How to check if all values in the columns of a numpy matrix are the same?
Given ubuntu's awesome explanation, you can use reduce
to solve your problem, but you have to apply it to bitwise_and
and bitwise_or
rather than equal
. As a consequence, this will not work with floating point arrays:
In [60]: np.bitwise_and.reduce(a) == a[0]
Out[60]: array([ True, False, True], dtype=bool)
In [61]: np.bitwise_and.reduce(b) == b[0]
Out[61]: array([ True, False, True], dtype=bool)
Basically, you are comparing the bits of each element in the column. Identical bits are unchanged. Different bits are set to zero. This way, any number that has a zero instead of a one bit will change the reduced value. bitwise_and
will not trap the case where bits are introduced rather than removed:
In [62]: c = np.array([[1,0,0],[1,0,0],[1,0,0],[1,1,0]])
In [63]: c
Out[63]:
array([[1, 0, 0],
[1, 0, 0],
[1, 0, 0],
[1, 1, 0]])
In [64]: np.bitwise_and.reduce(c) == c[0]
Out[64]: array([ True, True, True], dtype=bool)
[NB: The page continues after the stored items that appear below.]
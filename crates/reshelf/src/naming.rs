//! Canonical name and path computation
//!
//! Everything here is a pure function of its inputs. The engine calls
//! [`canonical_identity`] once per item per pass; nothing is cached because
//! the rule table may change between runs.
//!
//! Name pipeline:
//! 1. drop `.vNNN` revision markers, turn remaining `.` into `_`
//! 2. strip the longest configured `PREFIX_` already on the name
//! 3. prepend the class prefix
//! 4. keep the first `_` segment, PascalCase the rest (`SM_hero_body` -> `SM_HeroBody`)

use crate::error::{ReshelfError, Result};
use crate::rules::RuleTable;
use crate::types::{CanonicalIdentity, ClassTag};
use once_cell::sync::Lazy;
use regex::{Captures, Regex};

static REVISION_MARKER: Lazy<Regex> =
    Lazy::new(|| Regex::new(r"\.v[0-9]+").expect("revision marker regex is valid"));

/// Length of `.v` plus exactly three digits.
const REVISION_MARKER_LEN: usize = 5;

// ============================================================================
// Namespace paths
// ============================================================================

/// Collapse duplicate slashes, force a leading `/` and drop any trailing one.
pub fn normalize_path(path: &str) -> String {
    let segments: Vec<&str> = path.split('/').filter(|s| !s.is_empty()).collect();
    format!("/{}", segments.join("/"))
}

/// Last segment of a normalized path (`""` for the root).
pub fn last_segment(path: &str) -> &str {
    path.rsplit('/').next().unwrap_or("")
}

/// Parent of a normalized path. The root is its own parent.
pub fn parent_of(path: &str) -> &str {
    match path.rfind('/') {
        Some(0) | None => "/",
        Some(idx) => &path[..idx],
    }
}

/// Whether `path` is `scope` itself or lives beneath it.
pub fn is_within(path: &str, scope: &str) -> bool {
    if scope == "/" {
        return true;
    }
    path == scope
        || (path.starts_with(scope) && path.as_bytes().get(scope.len()) == Some(&b'/'))
}

// ============================================================================
// Name computation
// ============================================================================

/// Remove `.vNNN` revision markers and replace leftover periods.
///
/// Only markers with exactly three digits are removed; `.v0031` is kept and
/// becomes `_v0031`.
pub fn strip_revision_markers(name: &str) -> String {
    let stripped = REVISION_MARKER.replace_all(name, |caps: &Captures| {
        if caps[0].len() == REVISION_MARKER_LEN {
            String::new()
        } else {
            caps[0].to_string()
        }
    });
    stripped.replace('.', "_")
}

/// Strip the longest configured prefix followed by `_`.
///
/// `SMALL_rock` keeps its head unless `SMALL` itself is a configured prefix.
pub fn strip_known_prefix<'a>(name: &'a str, rules: &RuleTable) -> &'a str {
    // prefixes() is ordered longest first
    rules
        .prefixes()
        .iter()
        .find_map(|prefix| {
            name.strip_prefix(prefix.as_str())
                .and_then(|rest| rest.strip_prefix('_'))
        })
        .unwrap_or(name)
}

/// Keep the first `_` segment and PascalCase the remainder.
pub fn normalize_case(name: &str) -> String {
    let mut segments = name.split('_');
    let head = segments.next().unwrap_or("");
    let body: String = segments.map(capitalize).collect();

    if body.is_empty() {
        head.to_string()
    } else {
        format!("{}_{}", head, body)
    }
}

fn capitalize(segment: &str) -> String {
    let mut chars = segment.chars();
    match chars.next() {
        Some(first) => first.to_uppercase().chain(chars).collect(),
        None => String::new(),
    }
}

/// Canonical name of an item for a class tag.
pub fn canonical_name(name: &str, class_tag: &ClassTag, rules: &RuleTable) -> Result<String> {
    let cleaned = strip_revision_markers(name.trim());
    let body = strip_known_prefix(&cleaned, rules);

    if body.trim_matches('_').is_empty() {
        return Err(ReshelfError::InvalidName {
            name: name.to_string(),
            reason: "nothing left after removing revision marker and prefix".to_string(),
        });
    }

    let prefix = rules.prefix_for(class_tag);
    let prefixed = if prefix.is_empty() {
        body.to_string()
    } else {
        format!("{}_{}", prefix, body)
    };

    Ok(normalize_case(&prefixed))
}

/// Canonical name and directory for an item.
pub fn canonical_identity(
    name: &str,
    class_tag: &ClassTag,
    rules: &RuleTable,
    sub_category: Option<&str>,
) -> Result<CanonicalIdentity> {
    let sub_category = sub_category.map(validate_sub_category).transpose()?;
    Ok(CanonicalIdentity {
        name: canonical_name(name, class_tag, rules)?,
        directory: rules.directory_for(class_tag, sub_category),
    })
}

/// Canonical path: `directory_for(tag) + "/" + canonical_name`.
pub fn canonical_path(name: &str, class_tag: &ClassTag, rules: &RuleTable) -> Result<String> {
    canonical_identity(name, class_tag, rules, None).map(|identity| identity.path())
}

/// A sub-category must be exactly one path segment.
pub fn validate_sub_category(sub_category: &str) -> Result<&str> {
    let trimmed = sub_category.trim().trim_matches('/');
    if trimmed.is_empty() || trimmed.contains('/') || trimmed == "." || trimmed == ".." {
        return Err(ReshelfError::InvalidName {
            name: sub_category.to_string(),
            reason: "sub-category must be a single path segment".to_string(),
        });
    }
    Ok(trimmed)
}

#[cfg(test)]
mod tests {
    use super::*;
    use crate::types::Rule;

    fn rule(tag: &str, prefix: &str, directory: &str) -> Rule {
        Rule {
            class_tag: ClassTag::from(tag),
            prefix: prefix.to_string(),
            directory: directory.to_string(),
        }
    }

    fn example_rules() -> RuleTable {
        RuleTable::new(
            vec![
                rule("StaticMesh", "SM", "/Assets/SM"),
                rule("Texture2D", "T", "/Assets/T"),
                rule("Material", "M", "/Assets/M"),
                rule("MaterialInstance", "MI", "/Assets/M/MI"),
                rule("AnimBlueprint", "ABP", "/Assets/AS/ABP"),
            ],
            "/Assets",
        )
        .unwrap()
    }

    fn name(raw: &str, tag: &str) -> String {
        canonical_name(raw, &ClassTag::from(tag), &example_rules()).unwrap()
    }

    #[test]
    fn test_normalize_path() {
        assert_eq!(normalize_path("/Game//Assets/"), "/Game/Assets");
        assert_eq!(normalize_path("Game/Assets"), "/Game/Assets");
        assert_eq!(normalize_path(""), "/");
        assert_eq!(normalize_path("///"), "/");
    }

    #[test]
    fn test_parent_and_last_segment() {
        assert_eq!(parent_of("/Game/Assets/rock"), "/Game/Assets");
        assert_eq!(parent_of("/rock"), "/");
        assert_eq!(parent_of("/"), "/");
        assert_eq!(last_segment("/Game/Assets/rock"), "rock");
        assert_eq!(last_segment("/"), "");
    }

    #[test]
    fn test_is_within() {
        assert!(is_within("/Game/Assets/rock", "/Game"));
        assert!(is_within("/Game", "/Game"));
        assert!(is_within("/Anything", "/"));
        assert!(!is_within("/GameExtra/rock", "/Game"));
    }

    #[test]
    fn test_strip_revision_markers() {
        assert_eq!(strip_revision_markers("hero_body.v003"), "hero_body");
        assert_eq!(strip_revision_markers("hero.v001_body.v002"), "hero_body");
        assert_eq!(strip_revision_markers("hero.v0031"), "hero_v0031");
        assert_eq!(strip_revision_markers("hero.v03"), "hero_v03");
        assert_eq!(strip_revision_markers("hodol.lookdev"), "hodol_lookdev");
        // a literal period is required, not any character
        assert_eq!(strip_revision_markers("hero_v003"), "hero_v003");
    }

    #[test]
    fn test_strip_known_prefix_is_whole_token() {
        let rules = example_rules();
        assert_eq!(strip_known_prefix("SM_rock", &rules), "rock");
        assert_eq!(strip_known_prefix("MI_rock", &rules), "rock");
        assert_eq!(strip_known_prefix("SMALL_rock", &rules), "SMALL_rock");
        assert_eq!(strip_known_prefix("TX_rock", &rules), "TX_rock");
        assert_eq!(strip_known_prefix("SMrock", &rules), "SMrock");
    }

    #[test]
    fn test_normalize_case() {
        assert_eq!(normalize_case("SM_hero_body"), "SM_HeroBody");
        assert_eq!(normalize_case("SM_HeroBody"), "SM_HeroBody");
        assert_eq!(normalize_case("SM_a__b"), "SM_AB");
        assert_eq!(normalize_case("rock"), "rock");
        assert_eq!(normalize_case("SM_"), "SM");
        // rest of each segment is left alone
        assert_eq!(normalize_case("T_rockDIFF"), "T_RockDIFF");
    }

    #[test]
    fn test_version_marker_example() {
        let rules = example_rules();
        let path = canonical_path("hero_body.v003", &ClassTag::from("StaticMesh"), &rules).unwrap();
        assert_eq!(path, "/Assets/SM/SM_HeroBody");
    }

    #[test]
    fn test_foreign_prefix_is_replaced() {
        assert_eq!(name("T_rock", "StaticMesh"), "SM_Rock");
        assert_eq!(name("MI_chrome", "Material"), "M_Chrome");
    }

    #[test]
    fn test_no_double_prefixing() {
        let once = name("SM_cat_tower", "StaticMesh");
        assert_eq!(once, "SM_CatTower");
        assert_eq!(once.matches("SM_").count(), 1);
    }

    #[test]
    fn test_round_trip_is_stable() {
        for raw in ["cat_tower", "hero_body.v003", "T_rock_diffuse", "lamp", "a.b.c", "x__y"] {
            for tag in ["StaticMesh", "Texture2D", "MaterialInstance", "Unknown"] {
                let once = name(raw, tag);
                let twice = name(&once, tag);
                assert_eq!(once, twice, "not idempotent for {raw} / {tag}");
            }
        }
    }

    #[test]
    fn test_unmapped_tag_gets_no_prefix() {
        assert_eq!(name("cat_tower", "Unknown"), "cat_Tower");
        assert_eq!(name("SM_cat_tower", "Unknown"), "cat_Tower");
    }

    #[test]
    fn test_degenerate_names_are_rejected() {
        let rules = example_rules();
        let tag = ClassTag::from("StaticMesh");
        for raw in ["SM_", ".v001", "", "__", "SM_.v002"] {
            let err = canonical_name(raw, &tag, &rules).unwrap_err();
            assert!(matches!(err, ReshelfError::InvalidName { .. }), "{raw} should be invalid");
        }
    }

    #[test]
    fn test_identity_with_sub_category() {
        let rules = example_rules();
        let identity =
            canonical_identity("rock", &ClassTag::from("StaticMesh"), &rules, Some("Props"))
                .unwrap();
        assert_eq!(identity.directory, "/Assets/SM/Props");
        assert_eq!(identity.path(), "/Assets/SM/Props/SM_Rock");
    }

    #[test]
    fn test_sub_category_must_be_one_segment() {
        assert_eq!(validate_sub_category("/Props/").unwrap(), "Props");
        assert!(validate_sub_category("a/b").is_err());
        assert!(validate_sub_category("..").is_err());
        assert!(validate_sub_category("  ").is_err());
    }
}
The second coumn is clearly wrong. We need to use bitwise_or
to trap new bits:
In [66]: np.bitwise_or.reduce(c) == c[0]
Out[66]: array([ True, False, True], dtype=bool)
Final Answer
In [69]: np.logical_and(np.bitwise_or.reduce(a) == a[0], np.bitwise_and.reduce(a) == a[0])
Out[69]: array([ True, False, True], dtype=bool)
In [70]: np.logical_and(np.bitwise_or.reduce(b) == b[0], np.bitwise_and.reduce(b) == b[0])
Out[70]: array([ True, False, True], dtype=boo
In [71]: np.logical_and(np.bitwise_or.reduce(c) == c[0], np.bitwise_and.reduce(c) == c[0])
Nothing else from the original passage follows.